Wearing a Cardinals jacket and camo, I did my best to blend in with the crowd that had gathered outside the rally. I did a pretty good job. Looking around, I saw a crowd that was almost exclusively white with a decidedly blue-collar flavor. Mixed in with the Trump apparel, I saw gear for local St. Louis teams and clothes fresh off the rack from Walmart.
Outside the venue, I overheard Trump fans trashing Black Lives Matter, defending racism as a natural human instinct, and bemoaning our modern PC culture. But it’s what wasn’t said that spoke the loudest.
The St. Louis region has been decimated over the last few decades by deindustrialization, bad trade deals, and a declining standard of living. Take my family as one example. In the early 1980s, my father, an uncle, and a grandfather all worked at Combustion Engineering in North St. Louis. The closure of that plant hit our family like a natural disaster.

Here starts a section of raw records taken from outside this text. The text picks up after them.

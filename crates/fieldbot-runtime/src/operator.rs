//! Operator-tunable numbers.
//!
//! Actions read these every cycle, so a change takes effect on the next
//! cycle without rebuilding any binding.

use std::collections::BTreeMap;

use tracing::{debug, warn};

/// Target speed of the tunable flywheel binding, rpm.
pub const FLYWHEEL_SPEED_KEY: &str = "Flywheel Speed";

#[derive(Debug, Clone, Default)]
pub struct OperatorPanel {
    numbers: BTreeMap<String, f64>,
}

impl OperatorPanel {
    pub fn new() -> Self {
        Self::default()
    }

    /// Publish a number with its initial value.  Re-registering keeps the
    /// current value.
    pub fn register_number(&mut self, key: impl Into<String>, default: f64) {
        let key = key.into();
        debug!(key = %key, default, "tunable number registered");
        self.numbers.entry(key).or_insert(default);
    }

    pub fn number(&self, key: &str) -> Option<f64> {
        self.numbers.get(key).copied()
    }

    /// Returns `false` and leaves the panel untouched when `key` was never
    /// registered.
    pub fn set_number(&mut self, key: &str, value: f64) -> bool {
        match self.numbers.get_mut(key) {
            Some(slot) => {
                *slot = value;
                true
            }
            None => {
                warn!(key, "ignoring update of unregistered tunable number");
                false
            }
        }
    }

    pub fn keys(&self) -> impl Iterator<Item = &str> {
        self.numbers.keys().map(String::as_str)
    }
}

When I looked at the middle-aged men in the crowd, I thought of my father. He grew up near Ferguson in the industrial northern suburbs of St. Louis. The first handful of African-American students entered Riverview Gardens High School as he was graduating. The school now is virtually 100 percent African-American. After growing up with white privilege in a unionized blue-collar area of segregated St. Louis County, he entered an increasingly diverse workforce.
Racial tensions flared up at factories across St. Louis, triggered by union elections and a thousand other incidents. During this same time, public schools were integrating, and older white working-class communities such as Ferguson were undergoing massive demographic changes.

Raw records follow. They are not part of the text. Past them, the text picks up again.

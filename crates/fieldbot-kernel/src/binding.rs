//! [`BindingTable`] – the ordered list of trigger → action records.
//!
//! Registration order is evaluation order and precedence order: while two
//! bindings that claim the same subsystem are both active, the one
//! registered later holds it, whichever was pressed first.  The
//! builder reports every such overlap with a `warn!` so the arbitration is
//! never silent, and [`BindingTable::overlapping_claims`] exposes the list.
//!
//! # Example
//!
//! ```
//! use fieldbot_kernel::action::{Action, FnAction};
//! use fieldbot_kernel::binding::BindingTable;
//! use fieldbot_kernel::trigger::Trigger;
//! use fieldbot_types::SubsystemKind;
//!
//! struct Ctx;
//!
//! let table = BindingTable::<Ctx>::builder()
//!     .while_held("spin slow", Trigger::Button(1), || -> Box<dyn Action<Ctx>> {
//!         Box::new(FnAction::new("slow").claiming(SubsystemKind::Flywheel))
//!     })
//!     .while_held("spin fast", Trigger::Button(6), || -> Box<dyn Action<Ctx>> {
//!         Box::new(FnAction::new("fast").claiming(SubsystemKind::Flywheel))
//!     })
//!     .build();
//!
//! assert_eq!(table.len(), 2);
//! assert_eq!(table.overlapping_claims().len(), 1);
//! ```

use fieldbot_types::SubsystemKind;
use tracing::{debug, warn};

use crate::action::{Action, ActionFactory};
use crate::trigger::{Activation, Trigger};

pub struct Binding<C> {
    name: String,
    trigger: Trigger,
    activation: Activation,
    claims: Vec<SubsystemKind>,
    factory: ActionFactory<C>,
}

impl<C> Binding<C> {
    pub fn name(&self) -> &str {
        &self.name
    }

    pub fn trigger(&self) -> &Trigger {
        &self.trigger
    }

    pub fn activation(&self) -> Activation {
        self.activation
    }

    pub fn claims(&self) -> &[SubsystemKind] {
        &self.claims
    }

    pub fn instantiate(&self) -> Box<dyn Action<C>> {
        (self.factory)()
    }
}

/// Two bindings that can hold the same subsystem.  `later` wins whenever
/// both are active.
#[derive(Debug, Clone, PartialEq, Eq)]
pub struct ClaimOverlap {
    pub earlier: String,
    pub later: String,
    pub subsystem: SubsystemKind,
}

pub struct DefaultAction<C> {
    subsystem: SubsystemKind,
    factory: ActionFactory<C>,
}

impl<C> DefaultAction<C> {
    pub fn subsystem(&self) -> SubsystemKind {
        self.subsystem
    }

    pub fn instantiate(&self) -> Box<dyn Action<C>> {
        (self.factory)()
    }
}

pub struct BindingTable<C> {
    bindings: Vec<Binding<C>>,
    defaults: Vec<DefaultAction<C>>,
    overlaps: Vec<ClaimOverlap>,
}

impl<C> BindingTable<C> {
    pub fn builder() -> BindingTableBuilder<C> {
        BindingTableBuilder {
            bindings: Vec::new(),
            defaults: Vec::new(),
        }
    }

    pub fn bindings(&self) -> &[Binding<C>] {
        &self.bindings
    }

    pub fn defaults(&self) -> &[DefaultAction<C>] {
        &self.defaults
    }

    pub fn default_for(&self, kind: SubsystemKind) -> Option<&DefaultAction<C>> {
        self.defaults.iter().find(|d| d.subsystem == kind)
    }

    pub fn overlapping_claims(&self) -> &[ClaimOverlap] {
        &self.overlaps
    }

    pub fn len(&self) -> usize {
        self.bindings.len()
    }

    pub fn is_empty(&self) -> bool {
        self.bindings.is_empty()
    }
}

pub struct BindingTableBuilder<C> {
    bindings: Vec<Binding<C>>,
    defaults: Vec<DefaultAction<C>>,
}

impl<C> BindingTableBuilder<C> {
    /// Append a binding.  The factory is invoked once here to learn the
    /// claims of the actions it produces.
    pub fn bind(
        mut self,
        name: impl Into<String>,
        trigger: Trigger,
        activation: Activation,
        factory: impl Fn() -> Box<dyn Action<C>> + 'static,
    ) -> Self {
        let name = name.into();
        let claims = factory().claims().to_vec();
        debug!(binding = %name, %trigger, ?activation, ?claims, "binding registered");
        self.bindings.push(Binding {
            name,
            trigger,
            activation,
            claims,
            factory: Box::new(factory),
        });
        self
    }

    pub fn while_held(
        self,
        name: impl Into<String>,
        trigger: Trigger,
        factory: impl Fn() -> Box<dyn Action<C>> + 'static,
    ) -> Self {
        self.bind(name, trigger, Activation::WhileHeld, factory)
    }

    pub fn on_true(
        self,
        name: impl Into<String>,
        trigger: Trigger,
        factory: impl Fn() -> Box<dyn Action<C>> + 'static,
    ) -> Self {
        self.bind(name, trigger, Activation::OnTrue, factory)
    }

    /// Action scheduled whenever `subsystem` is enabled and unclaimed.
    /// Registering a second default for the same subsystem replaces the
    /// first.
    pub fn default_action(
        mut self,
        subsystem: SubsystemKind,
        factory: impl Fn() -> Box<dyn Action<C>> + 'static,
    ) -> Self {
        let sample = factory();
        if !sample.claims().contains(&subsystem) {
            warn!(
                action = sample.name(),
                %subsystem,
                "default action does not claim its subsystem; it will be rescheduled every cycle"
            );
        }
        self.defaults.retain(|d| d.subsystem != subsystem);
        self.defaults.push(DefaultAction {
            subsystem,
            factory: Box::new(factory),
        });
        self
    }

    pub fn build(self) -> BindingTable<C> {
        let mut overlaps = Vec::new();
        for (i, later) in self.bindings.iter().enumerate() {
            for earlier in &self.bindings[..i] {
                for kind in later.claims.iter().filter(|k| earlier.claims.contains(*k)) {
                    warn!(
                        earlier = %earlier.name,
                        later = %later.name,
                        subsystem = %kind,
                        "bindings claim the same subsystem; the later registration wins when both are active"
                    );
                    overlaps.push(ClaimOverlap {
                        earlier: earlier.name.clone(),
                        later: later.name.clone(),
                        subsystem: *kind,
                    });
                }
            }
        }
        BindingTable {
            bindings: self.bindings,
            defaults: self.defaults,
            overlaps,
        }
    }
}
//! Backend contracts consumed by the subsystem facades.
//!
//! Each subsystem kind has one trait listing exactly the operations the
//! facade calls.  Three families implement them:
//!
//! | Family | Types | Behaviour |
//! |---|---|---|
//! | hardware | [`crate::hardware`] | drive device drivers opened from the port table |
//! | simulation | [`crate::sim::io`] | read and write the simulated world |
//! | inert | `Replay*` below | accept every command, do nothing |
//!
//! Every method has a no-op default, so the inert family is just an empty
//! `impl` block.  Inputs are refreshed once per cycle through
//! `update_inputs`; commands never return errors; backends log faults
//! themselves and report them through the `connected` style input fields.

use fieldbot_types::Rotation2d;

// ─────────────────────────────────────────────────────────────────────────────
// Gyro
// ─────────────────────────────────────────────────────────────────────────────

#[derive(Debug, Clone, Copy, Default, PartialEq)]
pub struct GyroInputs {
    pub connected: bool,
    pub yaw: Rotation2d,
    /// rad/s
    pub yaw_velocity: f64,
}

pub trait GyroIo {
    fn update_inputs(&mut self, _inputs: &mut GyroInputs) {}

    /// Re-zero the reported yaw to `yaw`.
    fn reset_yaw(&mut self, _yaw: Rotation2d) {}
}

// ─────────────────────────────────────────────────────────────────────────────
// Swerve module
// ─────────────────────────────────────────────────────────────────────────────

/// Desired or measured state of one swerve module.
#[derive(Debug, Clone, Copy, Default, PartialEq)]
pub struct ModuleState {
    pub speed_mps: f64,
    pub angle: Rotation2d,
}

impl ModuleState {
    pub fn new(speed_mps: f64, angle: Rotation2d) -> Self {
        Self { speed_mps, angle }
    }

    /// Reverse the wheel instead of steering more than a quarter turn.
    pub fn optimize(self, current: Rotation2d) -> Self {
        let delta = self.angle.rotate_by(current.inverse()).radians();
        if delta.abs() > std::f64::consts::FRAC_PI_2 {
            Self::new(
                -self.speed_mps,
                self.angle.rotate_by(Rotation2d::from_radians(std::f64::consts::PI)),
            )
        } else {
            self
        }
    }
}

#[derive(Debug, Clone, Copy, Default, PartialEq)]
pub struct ModuleInputs {
    pub drive_position_m: f64,
    pub drive_velocity_mps: f64,
    pub drive_applied_volts: f64,
    pub steer_angle: Rotation2d,
}

pub trait ModuleIo {
    fn update_inputs(&mut self, _inputs: &mut ModuleInputs) {}

    /// Closed-loop wheel speed and steer angle.
    fn set_target(&mut self, _state: ModuleState) {}

    /// Open-loop drive voltage with the wheel held straight; used by
    /// characterization sweeps.
    fn set_drive_voltage(&mut self, _volts: f64) {}
}

// ─────────────────────────────────────────────────────────────────────────────
// Flywheel
// ─────────────────────────────────────────────────────────────────────────────

#[derive(Debug, Clone, Copy, Default, PartialEq)]
pub struct FlywheelInputs {
    pub position_rad: f64,
    pub velocity_rad_per_sec: f64,
    pub applied_volts: f64,
}

pub trait FlywheelIo {
    fn update_inputs(&mut self, _inputs: &mut FlywheelInputs) {}

    fn set_voltage(&mut self, _volts: f64) {}

    fn set_velocity(&mut self, _rad_per_sec: f64, _ff_volts: f64) {}

    fn stop(&mut self) {}
}

// ─────────────────────────────────────────────────────────────────────────────
// Intake
// ─────────────────────────────────────────────────────────────────────────────

#[derive(Debug, Clone, Copy, Default, PartialEq)]
pub struct IntakeInputs {
    pub note_detected: bool,
    pub applied_volts: f64,
}

pub trait IntakeIo {
    fn update_inputs(&mut self, _inputs: &mut IntakeInputs) {}

    /// Run or stop the rollers in the collecting direction.
    fn set_running(&mut self, _running: bool) {}

    /// Push the held note into the flywheel.
    fn launch_note(&mut self) {}
}

// ─────────────────────────────────────────────────────────────────────────────
// Inert backends
// ─────────────────────────────────────────────────────────────────────────────

/// Gyro backend for replay; reports nothing.
pub struct ReplayGyro;
impl GyroIo for ReplayGyro {}

/// Module backend for replay; reports nothing.
pub struct ReplayModule;
impl ModuleIo for ReplayModule {}

/// Flywheel backend for replay; reports nothing.
pub struct ReplayFlywheel;
impl FlywheelIo for ReplayFlywheel {}

/// Intake backend for replay; reports nothing.
pub struct ReplayIntake;
impl IntakeIo for ReplayIntake {}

Then the factories and companies closed. First it was the small ones, companies you’ve never heard of. Then bigger ones like TWA, Ford, and Chrysler. The companies that managed to stay open significantly cut back the number of employees—like McDonnell Douglas, after it was bought by Boeing. More recently, after decades of job losses and wage-stagnation, the housing crisis came and further exacerbated the economic downturn. It’s been followed by a heroin epidemic that has hit the St. Louis area particularly hard.

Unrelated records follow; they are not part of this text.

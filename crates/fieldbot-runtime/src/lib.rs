//! `fieldbot-runtime` – Robot composition
//!
//! Turns an [`OperatingMode`][fieldbot_types::OperatingMode] and an optional
//! operator device into a running robot: subsystem facades over the chosen
//! backends, the operator bindings, the autonomous chooser and the
//! simulation bridge.
//!
//! # Modules
//!
//! - [`selector`] – [`HardwareSelector`][selector::HardwareSelector]: one
//!   backend per subsystem for the chosen mode.
//! - [`subsystems`] – the [`Drive`][subsystems::Drive],
//!   [`Flywheel`][subsystems::Flywheel] and [`Intake`][subsystems::Intake]
//!   facades.  They behave identically whichever backend they wrap.
//! - [`profile`] – [`detect_profile`][profile::detect_profile]: maps the
//!   connected controller to its button and axis layout.
//! - [`actions`] – the robot's actions, built on the kernel's
//!   [`FnAction`][fieldbot_kernel::FnAction].
//! - [`bindings`] – [`build_bindings`][bindings::build_bindings]: the
//!   operator binding table for a profile.
//! - [`routines`] – [`build_catalog`][routines::build_catalog]: the
//!   autonomous chooser.
//! - [`synchronizer`] –
//!   [`SimulationSynchronizer`][synchronizer::SimulationSynchronizer]: steps
//!   the simulated world and publishes its state.
//! - [`operator`] – [`OperatorPanel`][operator::OperatorPanel]: live
//!   numeric tunables.
//! - [`recorder`] – [`TelemetrySink`][recorder::TelemetrySink] and its
//!   in-memory and JSON-lines implementations.
//! - [`robot`] – [`Robot`][robot::Robot]: the composition root and its
//!   control cycle.
//! - [`telemetry`] – [`init_tracing`][telemetry::init_tracing]: the global
//!   `tracing` subscriber with an optional OTLP span exporter.

pub mod actions;
pub mod bindings;
pub mod context;
pub mod operator;
pub mod profile;
pub mod recorder;
pub mod robot;
pub mod routines;
pub mod selector;
pub mod subsystems;
pub mod synchronizer;
pub mod telemetry;

pub use bindings::{BindingConfig, build_bindings};
pub use context::RobotContext;
pub use profile::{ControllerProfile, DeviceIdentity, InputDevice, ProfileKind, detect_profile};
pub use recorder::{JsonLinesSink, MemorySink, NullSink, TelemetrySink};
pub use robot::{Robot, RobotConfig, RobotState};
pub use routines::build_catalog;
pub use selector::{HardwareSelector, SubsystemSet};
pub use synchronizer::SimulationSynchronizer;
pub use telemetry::{TracerProviderGuard, init_tracing};
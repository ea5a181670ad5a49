//! `fieldbot-kernel` – Action scheduling
//!
//! Mode-agnostic orchestration.  Nothing here knows which subsystems exist
//! or which backends drive them: every type is generic over the cycle
//! context `C` that the composition root owns.
//!
//! # Modules
//!
//! - [`action`] – the [`Action`][action::Action] contract and the
//!   closure-backed [`FnAction`][action::FnAction].
//! - [`sequence`] – [`Sequence`][sequence::Sequence]: runs actions one after
//!   another.
//! - [`trigger`] – button and axis-threshold conditions and edge detection.
//! - [`binding`] – [`BindingTable`][binding::BindingTable]: ordered
//!   trigger → action records plus per-subsystem default actions; reports
//!   overlapping claims when built.
//! - [`claims`] – [`ClaimRegistry`][claims::ClaimRegistry]: which action
//!   holds each subsystem.
//! - [`scheduler`] – [`Scheduler`][scheduler::Scheduler]: polls bindings,
//!   arbitrates claims and runs active actions once per cycle.
//! - [`catalog`] – [`RoutineCatalog`][catalog::RoutineCatalog]: named
//!   autonomous and characterization routines plus the operator's selection.
//! - [`watchdog`] – [`Watchdog`][watchdog::Watchdog]: control-cycle overrun
//!   detection.

pub mod action;
pub mod binding;
pub mod catalog;
pub mod claims;
pub mod scheduler;
pub mod sequence;
pub mod trigger;
pub mod watchdog;

pub use action::{Action, ActionFactory, CycleContext, FnAction, StopReason};
pub use binding::{BindingTable, ClaimOverlap};
pub use catalog::{NONE_ROUTINE, RoutineCatalog, RoutineKind};
pub use claims::ActionId;
pub use scheduler::Scheduler;
pub use sequence::Sequence;
pub use trigger::{Activation, Trigger};
pub use watchdog::{CycleHealth, Watchdog};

Life in America is supposed to improve from generation to generation. That’s the narrative we’re raised with. But instead of that bright American future, many St. Louisans have been left broke and short on answers in the most dangerous city in America.
In this former Jim Crow city—still one of the most segregated in America—African-Americans have often found themselves the scapegoat for every imaginable ill in the region. For decades, people of color have been disproportionately affected by the deterioration of this town. And then, in the summer of 2014, an unarmed black teenager named Mike Brown was shot and killed by a police officer named Darren Wilson in Ferguson, and a movement was born.